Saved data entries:
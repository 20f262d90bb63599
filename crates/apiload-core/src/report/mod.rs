pub mod driver;
pub mod history;
pub mod insights;
pub mod plot;
pub mod render;
pub mod stats;

use chrono::{DateTime, Utc};
use serde::{Deserialize, Serialize};

pub use driver::{run_analysis, AnalysisConfig, AnalysisOutcome, SystemSpec};
pub use history::read_history;
pub use insights::{derive_insights, recommendations, Insights, Recommendation, Side};
pub use plot::plot_comparison;
pub use render::{report_comparison, ComparisonReport, SystemLabels};
pub use stats::read_stat_summary;

/// Name locust gives the synthetic totals row in its stats files.
pub const AGGREGATE_ROW_NAME: &str = "Aggregated";

/// Scalar metrics for one endpoint, read from a stats CSV.
#[derive(Debug, Clone, PartialEq, Serialize, Deserialize)]
#[serde(rename_all = "snake_case")]
pub struct StatSummary {
    pub endpoint: String,
    pub requests: u64,
    pub failures: u64,
    /// Percentage of failed requests; 0 when no requests were made.
    pub failure_rate: f64,
    pub avg_response_time: f64,
    pub median_response_time: f64,
    pub min_response_time: f64,
    pub max_response_time: f64,
    pub requests_per_second: f64,
    pub percentile_90: f64,
    pub percentile_95: f64,
    pub percentile_99: f64,
}

impl StatSummary {
    /// p95 / median. Lower means more consistent latency; a zero median is
    /// treated as infinitely inconsistent.
    pub fn stability_ratio(&self) -> f64 {
        if self.median_response_time > 0.0 {
            self.percentile_95 / self.median_response_time
        } else {
            f64::INFINITY
        }
    }
}

/// `failures / requests * 100`, or 0 when there were no requests.
pub fn failure_rate(requests: u64, failures: u64) -> f64 {
    if requests > 0 {
        failures as f64 / requests as f64 * 100.0
    } else {
        0.0
    }
}

/// One retained time bucket from a history CSV.
#[derive(Debug, Clone, PartialEq, Serialize, Deserialize)]
#[serde(rename_all = "snake_case")]
pub struct HistoryPoint {
    pub timestamp: DateTime<Utc>,
    /// Cumulative average response time up to this bucket (ms).
    pub total_avg_response_time: f64,
    pub requests_per_second: f64,
}

/// History buckets in file order, with zero-traffic buckets removed.
pub type HistorySeries = Vec<HistoryPoint>;


#[cfg(test)]
mod tests {
    use super::*;

    #[test]
    fn failure_rate_zero_requests_is_exactly_zero() {
        assert_eq!(failure_rate(0, 0), 0.0);
    }

    #[test]
    fn failure_rate_is_percentage() {
        assert!((failure_rate(100, 5) - 5.0).abs() < 1e-9);
        assert!((failure_rate(3, 1) - 33.333_333).abs() < 1e-4);
        assert!((failure_rate(7, 7) - 100.0).abs() < 1e-9);
    }

    #[test]
    fn stability_ratio_divides_p95_by_median() {
        let mut s = fixtures::summary("/x", 100.0, 1.0);
        s.median_response_time = 200.0;
        s.percentile_95 = 500.0;
        assert!((s.stability_ratio() - 2.5).abs() < 1e-9);
    }

    #[test]
    fn stability_ratio_zero_median_is_infinite() {
        let mut s = fixtures::summary("/x", 100.0, 1.0);
        s.median_response_time = 0.0;
        assert!(s.stability_ratio().is_infinite());
    }
}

[INSTRUCTIONS FOR THE TASK]
The answer should consist of all lines from the records above that hold the word "self".

[RESULT FOR THIS EXERCISE]
    pub fn stability_ratio(&self) -> f64 {
        if self.median_response_time > 0.0 {
            self.percentile_95 / self.median_response_time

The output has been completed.